Maria Ferreira / @impressoesdemaria 08/10/2019A guerra é às drogas mesmo?Este livro é resultado da pesquisa de mestrado em Serviço Social de Daniela Ferrugem, pela Pontifícia Universidade Católica do Rio Grande do Sul (PUCRS), em 2017, publicado pela Editorial Letramento em 2019.
A pesquisa é dividida em cinco capítulos, sendo que no segundo a pesquisadora aborda a questão das substâncias, das pessoas e as relações estabelecidas entre as duas, fazendo uma retomada histórica do uso de drogas ao longo do tempo e as modificações pelas quais as drogas passaram no que diz respeito aos seus usos. O terceiro capítulo discute o proibicionismo das drogas no Brasil e o quarto faz uma análise de documentos, revisão da literatura sobre o assunto e traz dados estatísticos, discutindo principalmente a criação da Lei de Drogas, em 2006.
“Uma política repressiva que consome recursos financeiros e que não reduz a oferta nem a demanda por drogas. A cada apreensão e incineração de drogas pela polícia torna-se mais visível o desequilíbrio entre repressão, produção e comércio” (p.51).
Para começar, Daniela Ferrugem faz uma pergunta instigante: “Quando decretamos guerra e as combatemos, são às substâncias que decretamos guerra?” (p.22).
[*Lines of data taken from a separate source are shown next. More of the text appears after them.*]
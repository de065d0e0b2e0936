use std::borrow::Cow;

use cps_core::control::ControlError;
use cps_core::services::ServiceError;
use rmcp::ErrorData;
use rmcp::model::ErrorCode;
use serde_json::json;

/// Builds an MCP error carrying a machine-readable `kind` alongside the
/// human-readable message.
pub(crate) fn mcp_err(
    code: ErrorCode,
    kind: &str,
    message: impl Into<Cow<'static, str>>,
) -> ErrorData {
    ErrorData {
        code,
        message: message.into(),
        data: Some(json!({ "kind": kind })),
    }
}

pub(crate) fn invalid_params(message: impl Into<Cow<'static, str>>) -> ErrorData {
    mcp_err(ErrorCode::INVALID_PARAMS, "invalid_arguments", message)
}

pub(crate) fn map_err(err: ControlError) -> ErrorData {
    let (code, kind) = match &err {
        ControlError::QueryRejected(_) => (ErrorCode::INVALID_PARAMS, "query_rejected"),
        ControlError::QuerySyntax(_) => (ErrorCode::INVALID_PARAMS, "query_syntax_error"),
        ControlError::QueryTimeout(_) => (ErrorCode::INTERNAL_ERROR, "query_timeout"),
        ControlError::EmbeddingFailure(_) => (ErrorCode::INTERNAL_ERROR, "embedding_failure"),
        ControlError::EmbeddingDimensionMismatch { .. } => {
            (ErrorCode::INTERNAL_ERROR, "embedding_dimension_mismatch")
        }
        ControlError::IndexQueryFailure(_) => (ErrorCode::INTERNAL_ERROR, "index_query_failure"),
    };
    mcp_err(code, kind, err.to_string())
}

pub(crate) fn map_service_err(err: ServiceError) -> ErrorData {
    mcp_err(
        ErrorCode::INTERNAL_ERROR,
        "store_unavailable",
        err.to_string(),
    )
}
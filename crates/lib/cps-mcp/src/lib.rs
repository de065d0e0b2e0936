//! MCP server implementation for cps-data-mcp.
//!
//! This crate wires the control plane into rmcp tool handlers and exposes
//! the two read-only query tools to the calling agent. Tool lookup, input
//! schema validation, and request/response sequencing are handled by the
//! rmcp tool router: unknown tool names and malformed arguments are
//! rejected at that boundary and never reach a handler.

mod helpers;
mod tools;
pub mod server;

use std::sync::Arc;

use cps_core::control::CpsControlPlane;
use cps_core::services::DataServices;
use rmcp::{
    ErrorData,
    ServerHandler,
    handler::server::tool::ToolRouter,
    tool_handler,
};
use rmcp::model::{ServerCapabilities, ServerInfo};

const SERVER_INSTRUCTIONS: &str = r#"cps-data-mcp provides read-only MCP tools over Chicago public school data.

Tools:
- `query_schools_and_neighborhoods` executes a single SELECT query on a table
  of Chicago public schools and their neighborhoods called
  "schooltoneighborhood" with the following schema:
      id INTEGER NOT NULL,
      created_at DATETIME NOT NULL,
      school_id INTEGER NOT NULL,
      school_name VARCHAR NOT NULL,
      neighborhood VARCHAR NOT NULL,
      PRIMARY KEY (id)
  "school_name" is always all-caps but "neighborhood" is not.
- `query_school_websites` retrieves context relevant to a natural-language
  question from a database of Chicago public school websites. Pass
  `school_name` to restrict the search to one school's website.

Notes:
- Both stores are read-only; INSERT/UPDATE/DELETE and friends are rejected.
- `query_school_websites` returns assembled context, not an answer; use the
  context in your own reasoning step."#;

/// MCP server wrapper around the shared data services and tool router.
#[derive(Clone)]
pub struct CpsMcp {
    tool_router: ToolRouter<Self>,
    services: Arc<DataServices>,
}

impl CpsMcp {
    /// Creates a new server taking ownership of the services.
    #[must_use]
    pub fn new(services: DataServices) -> Self {
        Self::with_services(Arc::new(services))
    }

    /// Creates a new server using a shared services handle.
    #[must_use]
    pub fn with_services(services: Arc<DataServices>) -> Self {
        let tool_router = Self::tool_router_query();
        Self {
            tool_router,
            services,
        }
    }

    /// Retrieves the control plane, opening the stores if this is the
    /// first use.
    pub(crate) async fn control(&self) -> Result<Arc<CpsControlPlane>, ErrorData> {
        self.services
            .control()
            .await
            .map_err(helpers::map_service_err)
    }
}

#[tool_handler]
impl ServerHandler for CpsMcp {
    fn get_info(&self) -> ServerInfo {
        ServerInfo {
            instructions: Some(SERVER_INSTRUCTIONS.to_string()),
            capabilities: ServerCapabilities::builder()
                .enable_tools()
                .build(),
            ..Default::default()
        }
    }
}
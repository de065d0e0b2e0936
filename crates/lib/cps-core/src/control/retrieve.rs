use cps_store::RetrievedPassage;
use tracing::debug;

use super::{ControlError, CpsControlPlane};

/// Returned in place of a context string when the index yields no matches.
/// Zero matches is a success, not a failure.
pub const NO_RESULTS_MARKER: &str = "No matching school website content was found.";

const PASSAGE_SEPARATOR: &str = "\n\n---\n\n";

impl CpsControlPlane {
    /// Embeds `question`, retrieves the top-k nearest website chunks, and
    /// assembles them into one bounded context string in descending
    /// similarity order. An optional school name restricts retrieval to
    /// that school's website.
    ///
    /// Retrieval only: the caller's own reasoning step consumes the
    /// context.
    ///
    /// # Errors
    /// Returns `ControlError::EmbeddingFailure`,
    /// `ControlError::EmbeddingDimensionMismatch`, or
    /// `ControlError::IndexQueryFailure`.
    pub async fn retrieve_context(
        &self,
        question: &str,
        school_name: Option<&str>,
    ) -> Result<String, ControlError> {
        let embedder = self.embedder();
        let text = question.to_owned();
        let embedding = tokio::task::spawn_blocking(move || embedder.embed(&text))
            .await
            .map_err(|err| ControlError::EmbeddingFailure(err.to_string()))?;
        let embedding = embedding?;

        let school = school_name
            .map(str::trim)
            .filter(|name| !name.is_empty())
            .map(str::to_owned);
        let passages = self
            .websites()
            .search(embedding, school, self.retrieval().top_k)
            .await
            .map_err(Self::map_index_store_err)?;
        debug!(passages = passages.len(), "assembling retrieval context");
        Ok(assemble_context(&passages, self.retrieval().max_context_chars))
    }
}

/// Concatenates passages in the given (descending-similarity) order with
/// lightweight separators, capped at `max_chars`. Lowest-ranked passages
/// are dropped first; if the top passage alone exceeds the cap it is
/// truncated at a character boundary.
#[must_use]
pub fn assemble_context(passages: &[RetrievedPassage], max_chars: usize) -> String {
    if passages.is_empty() {
        return NO_RESULTS_MARKER.to_string();
    }

    let mut context = String::new();
    for passage in passages {
        let block = format!(
            "[{} | {}]\n{}",
            passage.school_name, passage.page_url, passage.text
        );
        if context.is_empty() {
            context.push_str(truncate_to(&block, max_chars));
        } else {
            if context.len() + PASSAGE_SEPARATOR.len() + block.len() > max_chars {
                break;
            }
            context.push_str(PASSAGE_SEPARATOR);
            context.push_str(&block);
        }
    }
    context
}

fn truncate_to(text: &str, max: usize) -> &str {
    if text.len() <= max {
        return text;
    }
    let mut end = max;
    while end > 0 && !text.is_char_boundary(end) {
        end -= 1;
    }
    &text[..end]
}
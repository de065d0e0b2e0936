pub const TABLE_SCHOOL_NEIGHBORHOOD: &str = "schooltoneighborhood";
pub const TABLE_WEBPAGE_CHUNK: &str = "webpagechunk";

pub const COL_ID: &str = "id";
pub const COL_CREATED_AT: &str = "created_at";
pub const COL_SCHOOL_ID: &str = "school_id";
pub const COL_SCHOOL_NAME: &str = "school_name";
pub const COL_NEIGHBORHOOD: &str = "neighborhood";

pub const COL_PAGE_URL: &str = "page_url";
pub const COL_TEXT: &str = "text";
pub const COL_EMBEDDING: &str = "embedding";

/// DDL for `schooltoneighborhood` as maintained by the external data
/// preparation project. This core never executes it; it documents the
/// contract and backs test fixtures.
pub const SCHOOL_NEIGHBORHOOD_DDL: &str = "CREATE TABLE schooltoneighborhood (
    id INTEGER NOT NULL,
    created_at DATETIME NOT NULL,
    school_id INTEGER NOT NULL,
    school_name VARCHAR NOT NULL,
    neighborhood VARCHAR NOT NULL,
    PRIMARY KEY (id)
)";

/// DDL for `webpagechunk` inside the vector index file. Embeddings are
/// stored as little-endian f32 blobs whose width matches the embedding
/// model chosen at index-build time.
pub const WEBPAGE_CHUNK_DDL: &str = "CREATE TABLE webpagechunk (
    id INTEGER NOT NULL,
    school_name VARCHAR NOT NULL,
    page_url VARCHAR NOT NULL,
    text TEXT NOT NULL,
    embedding BLOB NOT NULL,
    PRIMARY KEY (id)
)";
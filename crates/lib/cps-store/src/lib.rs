//! Storage models and schema helpers for cps-data-mcp.
//!
//! This crate defines the canonical data model shared by the control plane
//! and the storage backends.

pub mod models;
pub mod schema;

pub use models::*;
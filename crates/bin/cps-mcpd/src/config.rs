use clap::{Parser, builder::BoolishValueParser};
use std::error::Error;
use std::fmt;
use std::net::SocketAddr;
use std::path::PathBuf;
use std::time::Duration;

use cps_core::services::ServiceConfig;

const DEFAULT_EMBEDDING_MODEL: &str = "nomic-embed-text-v1.5";
const DEFAULT_TOP_K: usize = 6;
const DEFAULT_MAX_ROWS: usize = 500;
const DEFAULT_MAX_CONTEXT_CHARS: usize = 8000;
const DEFAULT_QUERY_TIMEOUT_SECS: u64 = 30;
const DEFAULT_SEARCH_TIMEOUT_SECS: u64 = 30;
const DEFAULT_MCP_HTTP_ADDR: &str = "127.0.0.1:4020";

#[derive(Parser, Debug)]
#[command(name = "cps-mcpd", version, about = "CPS data MCP daemon.")]
struct CliArgs {
    /// Path to the CPS SQLite database file.
    #[arg(long, env = "CPS_SQLITE_PATH")]
    sqlite_path: PathBuf,

    /// Path to the school-website vector index file.
    #[arg(long, env = "CPS_INDEX_PATH")]
    index_path: PathBuf,

    /// Embedding model code; must match the model the index was built with.
    #[arg(long, env = "CPS_EMBEDDING_MODEL", default_value = DEFAULT_EMBEDDING_MODEL)]
    embedding_model: String,

    /// Passages retrieved per question; must match the index deployment.
    #[arg(long, env = "CPS_TOP_K", default_value_t = DEFAULT_TOP_K)]
    top_k: usize,

    /// Result-set row ceiling for SQL queries.
    #[arg(long, env = "CPS_MAX_ROWS", default_value_t = DEFAULT_MAX_ROWS)]
    max_rows: usize,

    /// Maximum assembled context length in characters.
    #[arg(
        long,
        env = "CPS_MAX_CONTEXT_CHARS",
        default_value_t = DEFAULT_MAX_CONTEXT_CHARS
    )]
    max_context_chars: usize,

    #[arg(
        long,
        env = "CPS_QUERY_TIMEOUT_SECS",
        default_value_t = DEFAULT_QUERY_TIMEOUT_SECS
    )]
    query_timeout_secs: u64,

    #[arg(
        long,
        env = "CPS_SEARCH_TIMEOUT_SECS",
        default_value_t = DEFAULT_SEARCH_TIMEOUT_SECS
    )]
    search_timeout_secs: u64,

    /// Serve streamable HTTP instead of stdio.
    #[arg(
        long = "http",
        env = "CPS_SERVE_HTTP",
        default_value_t = false,
        value_parser = BoolishValueParser::new()
    )]
    serve_http: bool,

    #[arg(long, env = "CPS_MCP_HTTP_ADDR", default_value = DEFAULT_MCP_HTTP_ADDR)]
    mcp_http_addr: SocketAddr,
}

/// Runtime configuration loaded from CLI arguments and environment variables.
#[derive(Clone)]
pub struct CpsConfig {
    pub sqlite_path: PathBuf,
    pub index_path: PathBuf,
    pub embedding_model: String,
    pub top_k: usize,
    pub max_rows: usize,
    pub max_context_chars: usize,
    pub query_timeout: Duration,
    pub search_timeout: Duration,
    pub serve_http: bool,
    pub mcp_http_addr: SocketAddr,
}

#[derive(Debug)]
pub enum ConfigError {
    InvalidSetting { name: &'static str, value: String },
}

impl fmt::Display for ConfigError {
    fn fmt(&self, f: &mut fmt::Formatter<'_>) -> fmt::Result {
        match self {
            Self::InvalidSetting { name, value } => {
                write!(f, "invalid {name} value: {value}")
            }
        }
    }
}

impl Error for ConfigError {}

impl CpsConfig {
    pub fn from_args() -> Result<Self, ConfigError> {
        let args = CliArgs::parse();
        Self::try_from(args)
    }

    #[must_use]
    pub fn service_config(&self) -> ServiceConfig {
        ServiceConfig {
            sqlite_path: self.sqlite_path.clone(),
            index_path: self.index_path.clone(),
            embedding_model: self.embedding_model.clone(),
            top_k: self.top_k,
            max_rows: self.max_rows,
            max_context_chars: self.max_context_chars,
            query_timeout: self.query_timeout,
            search_timeout: self.search_timeout,
        }
    }
}

impl TryFrom<CliArgs> for CpsConfig {
    type Error = ConfigError;

    fn try_from(args: CliArgs) -> Result<Self, Self::Error> {
        if args.top_k == 0 {
            return Err(ConfigError::InvalidSetting {
                name: "CPS_TOP_K",
                value: args.top_k.to_string(),
            });
        }
        if args.max_rows == 0 {
            return Err(ConfigError::InvalidSetting {
                name: "CPS_MAX_ROWS",
                value: args.max_rows.to_string(),
            });
        }
        if args.max_context_chars == 0 {
            return Err(ConfigError::InvalidSetting {
                name: "CPS_MAX_CONTEXT_CHARS",
                value: args.max_context_chars.to_string(),
            });
        }
        if args.query_timeout_secs == 0 || args.search_timeout_secs == 0 {
            return Err(ConfigError::InvalidSetting {
                name: "CPS_QUERY_TIMEOUT_SECS",
                value: "0".to_string(),
            });
        }
        if args.embedding_model.trim().is_empty() {
            return Err(ConfigError::InvalidSetting {
                name: "CPS_EMBEDDING_MODEL",
                value: args.embedding_model,
            });
        }

        Ok(Self {
            sqlite_path: args.sqlite_path,
            index_path: args.index_path,
            embedding_model: args.embedding_model,
            top_k: args.top_k,
            max_rows: args.max_rows,
            max_context_chars: args.max_context_chars,
            query_timeout: Duration::from_secs(args.query_timeout_secs),
            search_timeout: Duration::from_secs(args.search_timeout_secs),
            serve_http: args.serve_http,
            mcp_http_addr: args.mcp_http_addr,
        })
    }
}

#[cfg(test)]
mod tests {
    use super::*;

    fn base_args() -> CliArgs {
        CliArgs {
            sqlite_path: PathBuf::from("/data/cps.db"),
            index_path: PathBuf::from("/data/websites.db"),
            embedding_model: DEFAULT_EMBEDDING_MODEL.to_string(),
            top_k: DEFAULT_TOP_K,
            max_rows: DEFAULT_MAX_ROWS,
            max_context_chars: DEFAULT_MAX_CONTEXT_CHARS,
            query_timeout_secs: DEFAULT_QUERY_TIMEOUT_SECS,
            search_timeout_secs: DEFAULT_SEARCH_TIMEOUT_SECS,
            serve_http: false,
            mcp_http_addr: DEFAULT_MCP_HTTP_ADDR.parse().expect("valid MCP addr"),
        }
    }

    #[test]
    fn defaults_parse_into_config() {
        let config = CpsConfig::try_from(base_args()).expect("config should parse");
        assert_eq!(config.top_k, DEFAULT_TOP_K);
        assert_eq!(config.query_timeout, Duration::from_secs(30));
        assert!(!config.serve_http);
    }

    #[test]
    fn zero_top_k_is_rejected() {
        let mut args = base_args();
        args.top_k = 0;
        assert!(CpsConfig::try_from(args).is_err());
    }

    #[test]
    fn blank_embedding_model_is_rejected() {
        let mut args = base_args();
        args.embedding_model = "   ".to_string();
        assert!(CpsConfig::try_from(args).is_err());
    }

    #[test]
    fn service_config_mirrors_cli_settings() {
        let config = CpsConfig::try_from(base_args()).expect("config should parse");
        let service = config.service_config();
        assert_eq!(service.sqlite_path, PathBuf::from("/data/cps.db"));
        assert_eq!(service.max_rows, DEFAULT_MAX_ROWS);
        assert_eq!(service.max_context_chars, DEFAULT_MAX_CONTEXT_CHARS);
    }
}
//! Read-only store backends.
//!
//! The store layer opens the two externally-prepared artifacts (the
//! relational SQLite file and the vector index file) and runs bounded,
//! read-only queries against them.

pub mod relational;
pub mod vector;

use std::{error::Error, fmt, path::PathBuf, time::Duration};

pub use relational::SchoolDb;
pub use vector::WebsiteIndex;

#[derive(Debug)]
pub enum StoreError {
    /// The configured store file is missing or could not be opened.
    /// Fatal at startup, non-retriable.
    Unavailable { path: PathBuf, reason: String },
    /// The backend rejected the statement (bad syntax, unknown table or
    /// column, and the like).
    QuerySyntax(String),
    /// Execution exceeded the configured bound and was interrupted.
    Timeout(Duration),
    /// The query or scan failed mid-flight.
    QueryFailed(String),
    /// A stored embedding's width differs from the query embedding's.
    DimensionMismatch { expected: usize, actual: usize },
}

impl fmt::Display for StoreError {
    fn fmt(&self, f: &mut fmt::Formatter<'_>) -> fmt::Result {
        match self {
            Self::Unavailable { path, reason } => {
                write!(f, "store unavailable at {}: {reason}", path.display())
            }
            Self::QuerySyntax(message) => write!(f, "query syntax error: {message}"),
            Self::Timeout(bound) => {
                write!(f, "query exceeded the {}s execution bound", bound.as_secs())
            }
            Self::QueryFailed(message) => write!(f, "query failed: {message}"),
            Self::DimensionMismatch { expected, actual } => write!(
                f,
                "embedding dimension mismatch: query has {expected}, index has {actual}"
            ),
        }
    }
}

impl Error for StoreError {}

pub type StoreResult<T> = Result<T, StoreError>;
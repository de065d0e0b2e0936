//! Core types and services for cps-data-mcp.
//!
//! This crate owns the read-only store backends (the `schooltoneighborhood`
//! SQLite table and the `webpagechunk` vector index), the SQL guard, the
//! question-embedding layer, and the control plane that ties them together.

pub mod control;
pub mod embed;
pub mod services;
pub mod store;
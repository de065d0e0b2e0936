use std::path::{Path, PathBuf};
use std::sync::Arc;
use std::time::Duration;

use cps_core::control::{ControlError, NO_RESULTS_MARKER};
use cps_core::embed::{EmbedError, Embedder};
use cps_core::services::{DataServices, ServiceConfig};
use rusqlite::Connection;
use tempfile::TempDir;

/// Deterministic embedder: maps a handful of known phrases onto fixed unit
/// vectors so similarity ordering is predictable without a model download.
struct KeywordEmbedder {
    dimensions: usize,
}

impl Embedder for KeywordEmbedder {
    fn embed(&self, text: &str) -> Result<Vec<f32>, EmbedError> {
        let mut vector = vec![0.0f32; self.dimensions];
        let lowered = text.to_ascii_lowercase();
        if lowered.contains("math") {
            vector[0] = 1.0;
        }
        if lowered.contains("sports") {
            vector[1] = 1.0;
        }
        if lowered.contains("music") {
            vector[2] = 1.0;
        }
        Ok(vector)
    }
}

fn embedding_blob(vector: &[f32]) -> Vec<u8> {
    vector.iter().flat_map(|v| v.to_le_bytes()).collect()
}

fn build_school_db(path: &Path) {
    let conn = Connection::open(path).expect("open school db");
    conn.execute_batch(cps_store::schema::SCHOOL_NEIGHBORHOOD_DDL)
        .expect("create schooltoneighborhood");
    let rows = [
        (1, "2024-09-01 08:00:00", 609_726, "TAFT HS", "Norwood Park"),
        (2, "2024-09-01 08:00:00", 609_746, "LANE TECH HS", "Roscoe Village"),
        (3, "2024-09-01 08:00:00", 610_245, "DARWIN", "Logan Square"),
        (4, "2024-09-01 08:00:00", 609_813, "GOETHE", "Logan Square"),
    ];
    for (id, created_at, school_id, school_name, neighborhood) in rows {
        conn.execute(
            "INSERT INTO schooltoneighborhood (id, created_at, school_id, school_name, neighborhood) \
             VALUES (?1, ?2, ?3, ?4, ?5)",
            rusqlite::params![id, created_at, school_id, school_name, neighborhood],
        )
        .expect("insert school row");
    }
}

fn build_index(path: &Path, dimensions: usize) {
    let conn = Connection::open(path).expect("open index db");
    conn.execute_batch(cps_store::schema::WEBPAGE_CHUNK_DDL)
        .expect("create webpagechunk");
    let mut math = vec![0.0f32; dimensions];
    math[0] = 1.0;
    let mut math_and_sports = vec![0.0f32; dimensions];
    math_and_sports[0] = 0.7;
    math_and_sports[1] = 0.7;
    let mut sports = vec![0.0f32; dimensions];
    sports[1] = 1.0;
    let chunks = [
        (1, "TAFT HS", "https://tafths.org/math", "Taft offers AP calculus and statistics.", math),
        (
            2,
            "TAFT HS",
            "https://tafths.org/athletics",
            "Taft fields soccer and swimming teams with mandatory math tutoring.",
            math_and_sports,
        ),
        (
            3,
            "LANE TECH HS",
            "https://lanetech.org/athletics",
            "Lane Tech athletics include football and track.",
            sports,
        ),
    ];
    for (id, school_name, page_url, text, embedding) in chunks {
        conn.execute(
            "INSERT INTO webpagechunk (id, school_name, page_url, text, embedding) \
             VALUES (?1, ?2, ?3, ?4, ?5)",
            rusqlite::params![id, school_name, page_url, text, embedding_blob(&embedding)],
        )
        .expect("insert chunk");
    }
}

struct Fixture {
    _dir: TempDir,
    services: DataServices,
}

fn fixture_with(dimensions: usize, embedder_dimensions: usize, top_k: usize) -> Fixture {
    let dir = tempfile::tempdir().expect("tempdir");
    let sqlite_path: PathBuf = dir.path().join("schools.db");
    let index_path: PathBuf = dir.path().join("websites.db");
    build_school_db(&sqlite_path);
    build_index(&index_path, dimensions);

    let services = DataServices::new(ServiceConfig {
        sqlite_path,
        index_path,
        embedding_model: "all-minilm-l6-v2".to_string(),
        top_k,
        max_rows: 100,
        max_context_chars: 4000,
        query_timeout: Duration::from_secs(5),
        search_timeout: Duration::from_secs(5),
    })
    .with_embedder(Arc::new(KeywordEmbedder {
        dimensions: embedder_dimensions,
    }));
    Fixture {
        _dir: dir,
        services,
    }
}

fn fixture() -> Fixture {
    fixture_with(8, 8, 2)
}

#[tokio::test]
async fn select_projection_matches_statement() {
    let fixture = fixture();
    let control = fixture.services.control().await.expect("control plane");
    let rows = control
        .query_schools("SELECT school_name, neighborhood FROM schooltoneighborhood ORDER BY id")
        .await
        .expect("select should succeed");

    assert_eq!(rows.len(), 4);
    let columns: Vec<&str> = rows[0].keys().map(String::as_str).collect();
    assert_eq!(columns, ["school_name", "neighborhood"]);
    assert_eq!(rows[0]["school_name"], "TAFT HS");
}

#[tokio::test]
async fn logan_square_roundtrip() {
    let fixture = fixture();
    let control = fixture.services.control().await.expect("control plane");
    let rows = control
        .query_schools("SELECT * FROM schooltoneighborhood WHERE neighborhood = 'Logan Square'")
        .await
        .expect("select should succeed");

    assert_eq!(rows.len(), 2);
    assert!(rows.iter().all(|row| row["neighborhood"] == "Logan Square"));
}

#[tokio::test]
async fn identical_queries_return_identical_rows() {
    let fixture = fixture();
    let control = fixture.services.control().await.expect("control plane");
    let query = "SELECT id, school_name FROM schooltoneighborhood ORDER BY id";
    let first = control.query_schools(query).await.expect("first run");
    let second = control.query_schools(query).await.expect("second run");
    assert_eq!(first, second);
}

#[tokio::test]
async fn mutating_statements_are_rejected_without_execution() {
    let fixture = fixture();
    let control = fixture.services.control().await.expect("control plane");
    let err = control
        .query_schools("DELETE FROM schooltoneighborhood")
        .await
        .expect_err("delete must be rejected");
    assert!(matches!(err, ControlError::QueryRejected(_)));

    // Store untouched: every row is still there.
    let rows = control
        .query_schools("SELECT id FROM schooltoneighborhood")
        .await
        .expect("select after rejection");
    assert_eq!(rows.len(), 4);
}

#[tokio::test]
async fn unknown_column_is_a_syntax_error_not_a_crash() {
    let fixture = fixture();
    let control = fixture.services.control().await.expect("control plane");
    let err = control
        .query_schools("SELECT no_such_column FROM schooltoneighborhood")
        .await
        .expect_err("backend should reject");
    assert!(matches!(err, ControlError::QuerySyntax(_)));
}

#[tokio::test]
async fn retrieval_orders_passages_by_similarity() {
    let fixture = fixture();
    let control = fixture.services.control().await.expect("control plane");
    let context = control
        .retrieve_context("what math courses are offered?", None)
        .await
        .expect("retrieval should succeed");

    let calculus = context.find("AP calculus").expect("best hit present");
    let tutoring = context
        .find("mandatory math tutoring")
        .expect("second hit present");
    assert!(calculus < tutoring);
    // top_k = 2: the pure-sports chunk is never included.
    assert!(!context.contains("football and track"));
}

#[tokio::test]
async fn school_filter_restricts_retrieval() {
    let fixture = fixture();
    let control = fixture.services.control().await.expect("control plane");
    let context = control
        .retrieve_context("sports teams", Some("lane tech hs"))
        .await
        .expect("retrieval should succeed");

    assert!(context.contains("football and track"));
    assert!(!context.contains("Taft"));
}

#[tokio::test]
async fn no_matches_is_success_with_marker() {
    let fixture = fixture();
    let control = fixture.services.control().await.expect("control plane");
    let context = control
        .retrieve_context("music program", Some("NO SUCH SCHOOL"))
        .await
        .expect("empty match set is a success");
    assert_eq!(context, NO_RESULTS_MARKER);
}

#[tokio::test]
async fn dimension_mismatch_is_a_typed_failure() {
    let fixture = fixture_with(8, 6, 2);
    let control = fixture.services.control().await.expect("control plane");
    let err = control
        .retrieve_context("math", None)
        .await
        .expect_err("mismatched widths must fail");
    assert!(matches!(
        err,
        ControlError::EmbeddingDimensionMismatch {
            expected: 6,
            actual: 8
        }
    ));
}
Essa pergunta será respondida ao longo da pesquisa e uma das respostas a que se chega é que não é uma guerra às drogas de fato, é uma guerra aos negros e pobres, porque há uma criminalização de quem faz uso e não da substâncias químicas em si, uma vez que se a pessoa for branca de classe média será taxada de usuária, enquanto se for negra e pobre, será vista como traficante. Ou seja, a guerras às drogas é uma forma de criminalização da pobreza e uma forma de genocídio da população negra.
Pesquisas como estas, que mobilizam e reúnem informações, contribuindo com o debate, são muito importantes para que a discussão seja ampliada e ocupe espaços acadêmicos, fazendo com que o senso comum reveja suas opiniões.
“Se não for superada a hierarquia racial, fundante na sociedade brasileira, não há como se buscar a superação da desigualdade social. Há que ser ultrapassada a dicotomia raça e classe, a classe não abarca integralmente a raça. Raça e classe são complementares, indispensáveis para se pensar as políticas públicas e a sociedade brasileira” (p.20).
Além disso, pensar a questão das drogas sob uma perspectiva racializada faz toda diferença, uma vez que é este grupo diretamente atingido pelas políticas de combate às drogas. Ao tomar raça e classe como categorias de análise, esta pesquisa encara a questão das drogas sob uma ótica interseccional e apesar de não ter como objetivo analisar a forma como o gênero tem influência, a pesquisadora também traz dados sobre o papel das mulheres nesta questão, principalmente no diz respeito ao aumento da população carcerária feminina.
Assim, esta pesquisa nos direciona para não pensarmos o uso das drogas por uma lente moral, taxando quem usa como dependente químico e nos fazendo atentar ao contexto de uso, que é determinante na relação que o usuário estabelece com a droga, porque enquanto a questão as drogas for discutida somente pelo viés da patologia, pouco se poderá avançar no debate. Por isso também, a pesquisadora opta pelo uso do termo “substâncias psicoativas” ao invés de “drogas”, que traz em si uma valoração negativa.
“Os blindados e tanques chegaram hoje onde as políticas de saúde, educação, lazer, saneamento básico, mobilidade urbana, emprego e renda não chegaram nos últimos 40 anos” (p.100).
Leitura mais do que indicada para quem quer entender mais sobre o assunto, esteja já inserido no debate ou começando agora. Também indico que assistam ao vídeo Cracolância, Guerra às drogas e Genocídio negro, do canal Afros e Afins, da Nátaly Neri, que é bastante complementar ao assunto tratado neste livro.